** Opening Data for review block **

//! Orchestration: parse descriptors, build dependencies first, then export
//! and verify under a concurrency budget.
//!
//! # Submodules
//!
//! - [`action`] - the full run: parse, build, export/verify
//! - [`locks`] - per-filename locks giving single-flight builds

pub mod action;
pub mod locks;

use std::future::Future;
use std::pin::Pin;
use std::sync::Arc;

use thiserror::Error;
use tracing::{debug, info};

use crate::argument::State;
use crate::artifact::{Artifact, ArtifactError, ArtifactType, BuildOpts, ParseError};
use crate::engine::Engine;
use crate::store::{ArtifactStore, Payload, StoreError};

pub use action::{ActionOpts, ArtifactSummary, RunSummary, export_and_verify, run};
pub use locks::KeyedLocks;

/// Errors raised while orchestrating a run.
#[derive(Debug, Error)]
pub enum PipelineError {
  #[error(transparent)]
  Parse(#[from] ParseError),

  #[error("dependency cycle: {}", chain.join(" -> "))]
  DependencyCycle { chain: Vec<String> },

  #[error("failed to compute filename for '{descriptor}'")]
  Filename {
    descriptor: String,
    #[source]
    source: ArtifactError,
  },

  #[error("failed to build '{descriptor}' ({filename})")]
  Build {
    descriptor: String,
    filename: String,
    #[source]
    source: ArtifactError,
  },

  #[error("store error for '{descriptor}'")]
  Store {
    descriptor: String,
    #[source]
    source: StoreError,
  },

  #[error("failed to export '{descriptor}' ({filename})")]
  Export {
    descriptor: String,
    filename: String,
    #[source]
    source: StoreError,
  },

  #[error("failed to verify '{descriptor}' ({filename})")]
  Verify {
    descriptor: String,
    filename: String,
    #[source]
    source: ArtifactError,
  },

  #[error("pipeline task failed: {0}")]
  Task(#[from] tokio::task::JoinError),
}

/// Shared, run-scoped collaborators for building artifacts.
#[derive(Clone)]
pub struct BuildContext {
  pub state: Arc<State>,
  pub store: Arc<dyn ArtifactStore>,
  pub engine: Arc<Engine>,
  locks: Arc<KeyedLocks>,
}

impl BuildContext {
  pub fn new(state: Arc<State>, store: Arc<dyn ArtifactStore>, engine: Arc<Engine>) -> Self {
    Self {
      state,
      store,
      engine,
      locks: Arc::new(KeyedLocks::new()),
    }
  }

  pub fn opts(&self) -> BuildOpts<'_> {
    BuildOpts {
      state: &self.state,
      store: self.store.as_ref(),
      engine: &self.engine,
    }
  }
}

/// Build `artifact` and everything it depends on, dependencies first.
///
/// An artifact whose filename is already in the store is skipped, so each
/// filename is built at most once per store. Concurrent callers asking for
/// the same filename wait for the first build instead of repeating it.
pub async fn build_artifact(ctx: &BuildContext, artifact: &Arc<Artifact>) -> Result<(), PipelineError> {
  let mut chain = Vec::new();
  build_recursive(ctx, artifact, &mut chain).await
}

type BuildFuture<'a> = Pin<Box<dyn Future<Output = Result<(), PipelineError>> + Send + 'a>>;

fn build_recursive<'a>(ctx: &'a BuildContext, artifact: &'a Arc<Artifact>, chain: &'a mut Vec<String>) -> BuildFuture<'a> {
  Box::pin(async move {
    let descriptor = artifact.descriptor.clone();
    let filename = artifact.filename().map_err(|source| PipelineError::Filename {
      descriptor: descriptor.clone(),
      source,
    })?;

    // Checked before locking: the lock for a filename on our own path is held.
    if chain.contains(&filename) {
      let mut cycle = chain.clone();
      cycle.push(filename);
      return Err(PipelineError::DependencyCycle { chain: cycle });
    }

    let store_err = |source| PipelineError::Store {
      descriptor: descriptor.clone(),
      source,
    };
    if ctx.store.exists(artifact).await.map_err(store_err)? {
      debug!(descriptor = %descriptor, filename = %filename, "already built");
      return Ok(());
    }

    let _guard = ctx.locks.lock(&filename).await;
    if ctx.store.exists(artifact).await.map_err(store_err)? {
      debug!(descriptor = %descriptor, filename = %filename, "built by a concurrent caller");
      return Ok(());
    }

    let build_err = |source| PipelineError::Build {
      descriptor: descriptor.clone(),
      filename: filename.clone(),
      source,
    };

    let dependencies = artifact.handler.dependencies().await.map_err(build_err)?;
    chain.push(filename.clone());
    for dependency in &dependencies {
      let result = build_recursive(ctx, dependency, chain).await;
      if result.is_err() {
        chain.pop();
        return result;
      }
    }
    chain.pop();

    let opts = ctx.opts();
    let builder = artifact.handler.builder(&opts).await.map_err(build_err)?;
    let path = match artifact.artifact_type {
      ArtifactType::File => artifact.handler.build_file(&builder, &opts).await,
      ArtifactType::Directory => artifact.handler.build_dir(&builder, &opts).await,
    }
    .map_err(build_err)?;

    info!(descriptor = %descriptor, filename = %filename, path = %path.display(), "storing build result");
    ctx
      .store
      .store(artifact, Payload::new(artifact.artifact_type, path))
      .await
      .map_err(store_err)?;
    Ok(())
  })
}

** Closing Data for review block **

Going through the data above, count each line that contains "PipelineError" and give only that figure.

7